Global Hotspot, Intensified Safe-Haven Preference
The primary force moving the gold market now is geopolitical uncertainty. Political turmoil in Venezuela, social instability in Iran, the prolonged Russia-Ukraine war, and resource conflicts between China and Japan are escalating tensions simultaneously in various regions.
Of particular note is the direct impact on energy infrastructure. Ukrainian drone attacks damaged Russia’s Volgograd oil fields, and ongoing Russian hypersonic missile retaliations are deepening energy supply concerns. At the same time, China has restricted rare earth exports to Japan, expanding supply chain risks.
In this environment, investors instinctively flock to gold. Gold remains the ultimate safe asset that does not lose value regardless of circumstances.
Fed Independence Controversy, Dollar Weakness Pressure
Meanwhile, the debate over the independence of the U.S. central bank also supports gold’s rise. When Fed Chair Jerome Powell made comments related to criminal charges threats, concerns grew that future monetary policy decisions could face political pressure. This has led to a decline in dollar confidence, boosting gold demand.

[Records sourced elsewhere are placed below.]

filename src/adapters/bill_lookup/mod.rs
//! Upstream bill-lookup webhook client.
//!
//! The provider answers one POST per lookup with one of three shapes: a bare
//! success array, a `data.bills[0]` envelope, or an error envelope whose
//! human-readable message is itself an escaped JSON string. Parsing is kept
//! as pure functions over the body text so every shape is unit testable.

use std::time::Duration;

use async_trait::async_trait;
use reqwest::Client;
use serde::Deserialize;

use crate::use_cases::bill_lookup::{BillData, BillLookupClient, LookupError};

const MAX_SNIPPET_LEN: usize = 200;

/// Phrases the provider embeds in its error payloads; scanned as a fallback
/// when the nested JSON cannot be re-parsed.
const KNOWN_ERROR_PHRASES: [&str; 3] = [
    "Mã khách hàng không tồn tại",
    "Không tìm thấy hóa đơn",
    "Hệ thống đang bảo trì",
];

#[derive(Clone)]
pub struct WebhookBillClient {
    client: Client,
    lookup_url: String,
}

impl WebhookBillClient {
    pub fn new(lookup_url: String, connect_timeout: Duration, timeout: Duration) -> Self {
        // The client carries its own timeout budget, independent of any
        // caller-level deadline.
        let client = Client::builder()
            .connect_timeout(connect_timeout)
            .timeout(timeout)
            .build()
            .expect("failed to build reqwest client");
        Self { client, lookup_url }
    }
}

#[async_trait]
impl BillLookupClient for WebhookBillClient {
    async fn lookup(&self, customer_code: &str, region: &str) -> Result<BillData, LookupError> {
        let body = serde_json::json!({
            "ma_kh": customer_code,
            "khu_vuc": region,
        });

        let resp = self
            .client
            .post(&self.lookup_url)
            .header("Content-Type", "application/json")
            .json(&body)
            .send()
            .await
            .map_err(classify_transport_error)?;

        let status = resp.status();
        let text = resp.text().await.map_err(classify_transport_error)?;

        match parse_lookup_body(&text) {
            // Some gateways answer errors as plain text with a non-2xx code;
            // fold those into the upstream variant instead of a parse error.
            Err(LookupError::Parse(_)) if !status.is_success() => Err(LookupError::Upstream {
                code: status.as_u16(),
                message: extract_upstream_message(&text),
            }),
            other => other,
        }
    }
}

fn classify_transport_error(err: reqwest::Error) -> LookupError {
    if err.is_timeout() {
        LookupError::Timeout
    } else {
        LookupError::Connection(err.to_string())
    }
}

/// Normalize any of the three known upstream shapes into `BillData`.
pub(crate) fn parse_lookup_body(body: &str) -> Result<BillData, LookupError> {
    let value: serde_json::Value =
        serde_json::from_str(body).map_err(|e| LookupError::Parse(e.to_string()))?;

    if let Some(error) = value.get("error") {
        let code = error.get("code").and_then(|c| c.as_u64()).unwrap_or(502) as u16;
        let raw = error.get("message").and_then(|m| m.as_str()).unwrap_or_default();
        return Err(LookupError::Upstream {
            code,
            message: extract_upstream_message(raw),
        });
    }

    if let Some(bills) = value
        .get("data")
        .and_then(|d| d.get("bills"))
        .and_then(|b| b.as_array())
    {
        return bills
            .first()
            .ok_or_else(|| LookupError::InvalidResponse("empty bills array".into()))
            .and_then(bill_from_value);
    }

    if let Some(items) = value.as_array() {
        return items
            .first()
            .ok_or_else(|| LookupError::InvalidResponse("empty result array".into()))
            .and_then(bill_from_value);
    }

    Err(LookupError::InvalidResponse(snippet(body)))
}

/// Dig the human-readable message out of the provider's error field.
///
/// The field usually looks like `400 - "{\"message\":\"...\"}"`: bounded
/// slicing between the outermost braces plus a JSON re-parse recovers the
/// inner message; if that fails, fall back to scanning for the known phrases.
pub(crate) fn extract_upstream_message(raw: &str) -> String {
    if let (Some(start), Some(end)) = (raw.find('{'), raw.rfind('}')) {
        if start < end {
            let inner = &raw[start..=end];
            let unescaped = inner.replace("\\\"", "\"");
            for candidate in [inner, unescaped.as_str()] {
                if let Ok(value) = serde_json::from_str::<serde_json::Value>(candidate) {
                    if let Some(message) = value.get("message").and_then(|m| m.as_str()) {
                        return message.to_string();
                    }
                }
            }
        }
    }

    for phrase in KNOWN_ERROR_PHRASES {
        if raw.contains(phrase) {
            return phrase.to_string();
        }
    }

    snippet(raw)
}

/// Bill record as the provider sends it; field names differ between the
/// direct-array and enveloped shapes.
#[derive(Deserialize)]
struct RawBill {
    #[serde(alias = "customerCode", alias = "ma_kh")]
    customer_code: Option<String>,
    #[serde(alias = "customerName", alias = "ten_kh")]
    customer_name: Option<String>,
    #[serde(alias = "dia_chi")]
    address: Option<String>,
    #[serde(alias = "totalAmount", alias = "so_tien")]
    amount: Option<serde_json::Value>,
    #[serde(alias = "billingPeriod", alias = "ky_thanh_toan")]
    period: Option<String>,
    #[serde(alias = "nha_cung_cap")]
    provider: Option<String>,
}

fn bill_from_value(value: &serde_json::Value) -> Result<BillData, LookupError> {
    let raw: RawBill =
        serde_json::from_value(value.clone()).map_err(|e| LookupError::Parse(e.to_string()))?;

    let customer_code = raw
        .customer_code
        .ok_or_else(|| LookupError::InvalidResponse("bill without a customer code".into()))?;
    let amount = raw
        .amount
        .as_ref()
        .and_then(parse_amount)
        .ok_or_else(|| LookupError::InvalidResponse("bill without a numeric amount".into()))?;

    Ok(BillData {
        customer_code,
        customer_name: raw.customer_name,
        address: raw.address,
        amount,
        period: raw.period,
        provider: raw.provider,
    })
}

/// Amounts arrive either as a JSON number or a numeric string.
fn parse_amount(value: &serde_json::Value) -> Option<i64> {
    match value {
        serde_json::Value::Number(n) => n.as_i64(),
        serde_json::Value::String(s) => s.trim().replace(',', "").parse().ok(),
        _ => None,
    }
}

fn snippet(raw: &str) -> String {
    let trimmed = raw.trim();
    if trimmed.len() <= MAX_SNIPPET_LEN {
        trimmed.to_string()
    } else {
        let mut end = MAX_SNIPPET_LEN;
        while !trimmed.is_char_boundary(end) {
            end -= 1;
        }
        format!("{}...", &trimmed[..end])
    }
}
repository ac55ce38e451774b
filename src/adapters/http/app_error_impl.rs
use axum::Json;
use axum::{
    http::StatusCode,
    response::{IntoResponse, Response},
};

use crate::{app_error::AppError, use_cases::bill_lookup::LookupError};

impl IntoResponse for AppError {
    fn into_response(self) -> Response {
        // Log the error before it gets converted into a status response.
        tracing::error!(error = ?self, "Request failed");

        match self {
            AppError::Database(_) => {
                (StatusCode::INTERNAL_SERVER_ERROR, "Database error").into_response()
            }
            AppError::NotFound => (
                StatusCode::NOT_FOUND,
                Json(serde_json::json!({"message": "Not found"})),
            )
                .into_response(),
            AppError::InvalidInput(msg) => (
                StatusCode::BAD_REQUEST,
                Json(serde_json::json!({ "message": msg })),
            )
                .into_response(),
            AppError::InvalidState(_) => {
                (StatusCode::INTERNAL_SERVER_ERROR, "Invalid state").into_response()
            }
            AppError::Lookup(err) => lookup_response(err),
            AppError::Internal(_) => {
                (StatusCode::INTERNAL_SERVER_ERROR, "Internal error").into_response()
            }
        }
    }
}

/// Lookup failures keep their kind (and upstream code, if any) so the UI can
/// tell a missing customer code apart from transport trouble.
fn lookup_response(err: LookupError) -> Response {
    let (status, kind, code) = match &err {
        LookupError::Timeout => (StatusCode::GATEWAY_TIMEOUT, "TIMEOUT", None),
        LookupError::Connection(_) => (StatusCode::BAD_GATEWAY, "CONNECTION", None),
        LookupError::Parse(_) => (StatusCode::BAD_GATEWAY, "PARSE", None),
        LookupError::InvalidResponse(_) => (StatusCode::BAD_GATEWAY, "INVALID_RESPONSE", None),
        LookupError::Upstream { code, .. } => {
            (StatusCode::UNPROCESSABLE_ENTITY, "UPSTREAM", Some(*code))
        }
    };

    (
        status,
        Json(serde_json::json!({
            "kind": kind,
            "upstreamCode": code,
            "message": err.to_string(),
        })),
    )
        .into_response()
}
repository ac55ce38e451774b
//! Test utilities: in-memory repository implementations and data factories
//! for exercising the use cases without Postgres or a live upstream.

mod card_mocks;
mod factories;
mod lookup_mocks;

pub use card_mocks::*;
pub use factories::*;
pub use lookup_mocks::*;
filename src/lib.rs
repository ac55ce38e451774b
pub mod adapters;
pub mod application;
pub mod domain;
pub mod infra;

#[cfg(test)]
pub mod test_utils;

// Re-exports for shorter use statements.
pub use application::*;
pub use domain::*;
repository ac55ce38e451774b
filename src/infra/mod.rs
pub mod app;
pub mod config;
pub mod setup;
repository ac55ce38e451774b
use axum::Router;
use tower_http::{cors::CorsLayer, trace::TraceLayer};

use crate::adapters::http::{app_state::AppState, routes};

pub fn create_app(app_state: AppState) -> Router {
    routes::router()
        .layer(TraceLayer::new_for_http())
        .layer(CorsLayer::permissive())
        .with_state(app_state)
}
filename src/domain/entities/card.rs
use chrono::NaiveDateTime;
use serde::{Deserialize, Serialize};
use sqlx::FromRow;
use uuid::Uuid;

/// Lifecycle state of a card's current billing cycle.
///
/// The persisted value is a cache: it is recomputed from the statement/due
/// dates and the cycle markers on every commit, never trusted on its own.
#[derive(Debug, Clone, Copy, PartialEq, Eq, Serialize, Deserialize, sqlx::Type)]
#[sqlx(type_name = "card_status", rename_all = "SCREAMING_SNAKE_CASE")]
#[serde(rename_all = "SCREAMING_SNAKE_CASE")]
pub enum CardStatus {
    /// Inside a cycle with nothing payable yet, or an unpaid cycle that aged
    /// out past its grace window.
    NotDue,
    /// A statement has closed and its amount has not been rolled over.
    NeedPayment,
    /// A rollover payment was recorded within the current cycle.
    PaidOff,
    /// Past the due date, inside the 7-day grace window.
    Overdue,
}

impl CardStatus {
    pub fn as_str(&self) -> &'static str {
        match self {
            CardStatus::NotDue => "NOT_DUE",
            CardStatus::NeedPayment => "NEED_PAYMENT",
            CardStatus::PaidOff => "PAID_OFF",
            CardStatus::Overdue => "OVERDUE",
        }
    }

    /// Whether the card is waiting on a đáo (rollover) payment.
    pub fn requires_rollover(&self) -> bool {
        matches!(self, CardStatus::NeedPayment | CardStatus::Overdue)
    }
}

impl Default for CardStatus {
    fn default() -> Self {
        CardStatus::NotDue
    }
}

impl std::fmt::Display for CardStatus {
    fn fmt(&self, f: &mut std::fmt::Formatter<'_>) -> std::fmt::Result {
        write!(f, "{}", self.as_str())
    }
}

/// One physical credit card under management, owned by a customer by
/// reference.
///
/// `statement_date` and `payment_due_date` are days of month (1–31); the due
/// date is always read as falling in the month after the statement closes.
/// `current_cycle_month` ("MM/YYYY") and `last_payment_date` are the two
/// persisted markers the status derivation runs on.
#[derive(Debug, Clone, Serialize, FromRow)]
#[serde(rename_all = "camelCase")]
pub struct CreditCard {
    pub id: Uuid,
    pub customer_id: Uuid,
    pub statement_date: i16,
    pub payment_due_date: i16,
    pub credit_limit: i64,
    pub status: CardStatus,
    pub current_cycle_month: Option<String>,
    pub last_payment_date: Option<NaiveDateTime>,
    pub cycle_payment_count: i32,
    pub total_cycles: i32,
    pub created_at: NaiveDateTime,
    pub updated_at: NaiveDateTime,
}

#[derive(Debug, Clone, Deserialize)]
#[serde(rename_all = "camelCase")]
pub struct NewCard {
    pub customer_id: Uuid,
    pub statement_date: i16,
    pub payment_due_date: i16,
    pub credit_limit: i64,
}
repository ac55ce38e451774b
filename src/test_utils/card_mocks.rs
//! In-memory mock implementation of the card repository trait.

use std::collections::HashMap;
use std::sync::Mutex;

use async_trait::async_trait;
use uuid::Uuid;

use crate::{
    app_error::{AppError, AppResult},
    domain::entities::card::CreditCard,
    use_cases::card_cycle::{CardRepo, CycleStateUpdate},
};

/// In-memory implementation of `CardRepo` for testing.
#[derive(Default)]
pub struct InMemoryCardRepo {
    pub cards: Mutex<HashMap<Uuid, CreditCard>>,
}

impl InMemoryCardRepo {
    pub fn new() -> Self {
        Self::default()
    }

    /// Seed the repo with initial cards for testing.
    pub fn with_cards(cards: Vec<CreditCard>) -> Self {
        let map: HashMap<Uuid, CreditCard> = cards.into_iter().map(|c| (c.id, c)).collect();
        Self {
            cards: Mutex::new(map),
        }
    }

    /// Fetch one card as stored (for test assertions).
    pub fn get(&self, card_id: Uuid) -> Option<CreditCard> {
        self.cards.lock().unwrap().get(&card_id).cloned()
    }
}

#[async_trait]
impl CardRepo for InMemoryCardRepo {
    async fn insert_card(&self, card: &CreditCard) -> AppResult<()> {
        let mut cards = self.cards.lock().unwrap();
        if cards.contains_key(&card.id) {
            return Err(AppError::InvalidInput("Card already exists".into()));
        }
        cards.insert(card.id, card.clone());
        Ok(())
    }

    async fn find_card(&self, card_id: Uuid) -> AppResult<Option<CreditCard>> {
        Ok(self.cards.lock().unwrap().get(&card_id).cloned())
    }

    async fn list_cards(&self) -> AppResult<Vec<CreditCard>> {
        let mut cards: Vec<CreditCard> = self.cards.lock().unwrap().values().cloned().collect();
        cards.sort_by(|a, b| b.created_at.cmp(&a.created_at));
        Ok(cards)
    }

    async fn save_cycle_state(&self, card_id: Uuid, update: &CycleStateUpdate) -> AppResult<()> {
        let mut cards = self.cards.lock().unwrap();
        let card = cards.get_mut(&card_id).ok_or(AppError::NotFound)?;

        card.status = update.status;
        card.current_cycle_month = update.current_cycle_month.clone();
        card.cycle_payment_count = update.cycle_payment_count;
        card.total_cycles = update.total_cycles;
        card.last_payment_date = update.last_payment_date;
        card.updated_at = update.updated_at;

        Ok(())
    }
}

Employment Data and Rate Cut Expectations Adjustment
There are also positive signals. The U.S. employment data released last Friday somewhat eased expectations of aggressive rate cuts by the Fed in 2026. The December unemployment rate fell to 4.4%, but new non-farm payrolls came in at 50,000, significantly below the expected 60,000.
This employment weakness is interpreted as a sign of economic slowdown, raising expectations that the rate cut cycle could be longer than initially anticipated. However, upcoming U.S. inflation data scheduled for this week will clarify inflation trends, making it difficult for the market to establish a clear direction until then.
Technical Signals: Continued Uptrend Amid Overheating Signs
From a technical analysis perspective, recent gold gains are progressing within a relatively well-defined upward channel. The 200-day moving average($4,325~$4,320) acts as a dynamic support level, and the MACD remains in positive territory, indicating ongoing bullish momentum.
However, the RSI index has reached 71.82, entering overbought territory, increasing the likelihood of a short-term correction. The first support level is around $4,365, near the lower boundary of the channel, which could serve as a key support. If this level holds, the overall upward trend is unlikely to be compromised.
Key Points to Watch This Week
FOMC officials’ statements and U.S. inflation data are the key variables. Clarification of the Fed’s monetary policy stance will make the market’s direction more apparent. Particularly, the inflation indicators to be released this week could be decisive in determining the future rate path.
Currently, gold continues its upward trend amid geopolitical tensions and monetary policy uncertainties. While a short-term correction is possible, the fundamental upward momentum is likely to persist.